Easter morning, 2006, I found myself trying to get the family dressed and out into the car so we could make it to the 9:00am service without being late. I had issued the “five minute warning,” the one that goes something like, “if you’re in the car in five minutes we’re leaving without you (like any of my children, ages 24, 21, and 14 would think that was such a drastic consequence). Having made my pronouncement, I then had the opportunity to retreat to the solitude of the downstairs bathroom, knowing that certainly they would not be ready any sooner than that first five minutes.
No sooner had I closed the door to the bathroom when the phone rang. With five persons living in this house, all well trained in the use of a telephone, I left the answering to someone else. No one I know (mostly pastors and other church types) would be calling at 8:40am on Easter morning.
Finally someone answered. “It’s for you, Dad.” It was the nursing supervisor at the Nursing Home where my mom has been a resident for the last four years. “We think she is dying, you may want to come up today.”
And so I found myself in a hospital on Long Island on Easter Sunday by the bedside of my step-mother, waiting with her for that moment when she will take the step from this life -- that has carried her for 83 years, 3 months and 7 days – into the next one which will hold her for eternity.

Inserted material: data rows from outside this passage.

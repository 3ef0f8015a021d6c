use pretty::DocAllocator;
use printer::theme::ThemeExt;
use printer::tokens::{BACKSLASH, DOUBLE_COLON, EQ, FAT_ARROW, IN, LET, LET_REC, MATCH};
use printer::util::ParensExt;
use printer::{Alloc, Builder, Print, PrintCfg};

use crate::decls::RecursionKind;
use crate::ident::{Ident, PackageName};
use crate::lit::Lit;
use crate::pat::Pattern;

// Exp
//
//

/// A type-checked, name-resolved expression.
///
/// Multi-argument functions are represented as nested single-argument
/// lambdas, and applications as nested single-argument applications.
#[derive(Debug, Clone, PartialEq, Eq)]
pub enum Exp {
    Variable(Variable),
    Global(Global),
    Lambda(Lambda),
    App(App),
    Let(Let),
    Match(Match),
    Literal(Literal),
}

impl Print for Exp {
    fn print<'a>(&'a self, cfg: &PrintCfg, alloc: &'a Alloc<'a>) -> Builder<'a> {
        match self {
            Exp::Variable(e) => e.print(cfg, alloc),
            Exp::Global(e) => e.print(cfg, alloc),
            Exp::Lambda(e) => e.print(cfg, alloc),
            Exp::App(e) => e.print(cfg, alloc),
            Exp::Let(e) => e.print(cfg, alloc),
            Exp::Match(e) => e.print(cfg, alloc),
            Exp::Literal(e) => e.print(cfg, alloc),
        }
    }
}

impl Exp {
    /// Whether printing this expression in head position needs parentheses.
    fn is_compound(&self) -> bool {
        matches!(self, Exp::Lambda(_) | Exp::Let(_) | Exp::Match(_))
    }
}

// Variable
//
//

/// A local variable bound by a lambda, a let, or a match branch.
#[derive(Debug, Clone, PartialEq, Eq)]
pub struct Variable {
    pub name: Ident,
}

impl From<Variable> for Exp {
    fn from(val: Variable) -> Self {
        Exp::Variable(val)
    }
}

impl Print for Variable {
    fn print<'a>(&'a self, _cfg: &PrintCfg, alloc: &'a Alloc<'a>) -> Builder<'a> {
        alloc.text(&self.name.id)
    }
}

// Global
//
//

/// What kind of top-level definition a global reference points at.
#[derive(Debug, Clone, Copy, PartialEq, Eq)]
pub enum GlobalKind {
    LetBound,
    Constructor,
    External,
}

/// A reference to a top-level definition, possibly in another package.
#[derive(Debug, Clone, PartialEq, Eq)]
pub struct Global {
    pub pack: PackageName,
    pub name: Ident,
    pub kind: GlobalKind,
}

impl From<Global> for Exp {
    fn from(val: Global) -> Self {
        Exp::Global(val)
    }
}

impl Print for Global {
    fn print<'a>(&'a self, _cfg: &PrintCfg, alloc: &'a Alloc<'a>) -> Builder<'a> {
        let Global { pack, name, kind } = self;
        let name = match kind {
            GlobalKind::Constructor => alloc.ctor(&name.id),
            _ => alloc.text(&name.id),
        };
        alloc.text(&pack.id).append(DOUBLE_COLON).append(name)
    }
}

// Lambda
//
//

#[derive(Debug, Clone, PartialEq, Eq)]
pub struct Lambda {
    pub param: Ident,
    pub body: Box<Exp>,
}

impl From<Lambda> for Exp {
    fn from(val: Lambda) -> Self {
        Exp::Lambda(val)
    }
}

impl Print for Lambda {
    fn print<'a>(&'a self, cfg: &PrintCfg, alloc: &'a Alloc<'a>) -> Builder<'a> {
        let Lambda { param, body } = self;
        alloc
            .text(BACKSLASH)
            .append(alloc.text(&param.id))
            .append(alloc.space())
            .append(FAT_ARROW)
            .append(alloc.space())
            .append(body.print(cfg, alloc))
    }
}

// App
//
//

#[derive(Debug, Clone, PartialEq, Eq)]
pub struct App {
    pub fun: Box<Exp>,
    pub arg: Box<Exp>,
}

impl From<App> for Exp {
    fn from(val: App) -> Self {
        Exp::App(val)
    }
}

impl Print for App {
    fn print<'a>(&'a self, cfg: &PrintCfg, alloc: &'a Alloc<'a>) -> Builder<'a> {
        let App { fun, arg } = self;
        fun.print(cfg, alloc)
            .opt_parens(fun.is_compound())
            .append(arg.print(cfg, alloc).parens())
    }
}

// Let
//
//

/// A local let binding. If marked recursive, the bound expression may refer
/// to `name`.
#[derive(Debug, Clone, PartialEq, Eq)]
pub struct Let {
    pub name: Ident,
    pub rec: RecursionKind,
    pub bound: Box<Exp>,
    pub body: Box<Exp>,
}

impl From<Let> for Exp {
    fn from(val: Let) -> Self {
        Exp::Let(val)
    }
}

impl Print for Let {
    fn print<'a>(&'a self, cfg: &PrintCfg, alloc: &'a Alloc<'a>) -> Builder<'a> {
        let Let { name, rec, bound, body } = self;
        let keyword = if rec.is_recursive() { LET_REC } else { LET };
        alloc
            .keyword(keyword)
            .append(alloc.space())
            .append(alloc.text(&name.id))
            .append(alloc.space())
            .append(EQ)
            .append(alloc.space())
            .append(bound.print(cfg, alloc))
            .append(alloc.space())
            .append(alloc.keyword(IN))
            .append(alloc.line())
            .append(body.print(cfg, alloc))
            .group()
    }
}

// Match
//
//

#[derive(Debug, Clone, PartialEq, Eq)]
pub struct Match {
    pub on_exp: Box<Exp>,
    /// At least one case; cases are tried in order.
    pub cases: Vec<Case>,
}

impl From<Match> for Exp {
    fn from(val: Match) -> Self {
        Exp::Match(val)
    }
}

impl Print for Match {
    fn print<'a>(&'a self, cfg: &PrintCfg, alloc: &'a Alloc<'a>) -> Builder<'a> {
        let Match { on_exp, cases } = self;
        let sep = alloc.text(printer::tokens::COMMA).append(alloc.line());
        let cases = alloc
            .line()
            .append(alloc.intersperse(cases.iter().map(|case| case.print(cfg, alloc)), sep))
            .nest(cfg.indent)
            .append(alloc.line())
            .braces()
            .group();
        alloc
            .keyword(MATCH)
            .append(alloc.space())
            .append(on_exp.print(cfg, alloc).opt_parens(on_exp.is_compound()))
            .append(alloc.space())
            .append(cases)
    }
}

#[derive(Debug, Clone, PartialEq, Eq)]
pub struct Case {
    pub pattern: Pattern,
    pub body: Exp,
}

impl Print for Case {
    fn print<'a>(&'a self, cfg: &PrintCfg, alloc: &'a Alloc<'a>) -> Builder<'a> {
        let Case { pattern, body } = self;
        pattern
            .print(cfg, alloc)
            .append(alloc.space())
            .append(FAT_ARROW)
            .append(alloc.space())
            .append(body.print(cfg, alloc))
    }
}

// Literal
//
//

#[derive(Debug, Clone, PartialEq, Eq)]
pub struct Literal {
    pub lit: Lit,
}

impl From<Literal> for Exp {
    fn from(val: Literal) -> Self {
        Exp::Literal(val)
    }
}

impl From<Lit> for Exp {
    fn from(lit: Lit) -> Self {
        Exp::Literal(Literal { lit })
    }
}

impl Print for Literal {
    fn print<'a>(&'a self, cfg: &PrintCfg, alloc: &'a Alloc<'a>) -> Builder<'a> {
        self.lit.print(cfg, alloc)
    }
}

There in that hospital room we celebrated Easter, not with the sound of a pipe organ blasting out “Alleluias” but with quiet sound of an IV infusion pump doling out doses of saline solution; not with the smell of lilies, but with the smell of hand sanitizer and the other not-so-wonderful smells that greet one in a hospital. We read the scripture (John 20:1-18), I quietly sang for her some of our favorite Easter hymns, and we prayed prayers. So there would be no doubt it was a Methodist service, there was an offering: I offered her up to God.
Note: Mom didn't make the journey on Easter, but on the day after. I told her Dad was waiting for her on the buffet line, but she waited until Monday. Who knows, maybe she heard Jesus calling from the shore, inviting her to a breakfast he was barbecuing. I suppose I'll have to ask her when I get there.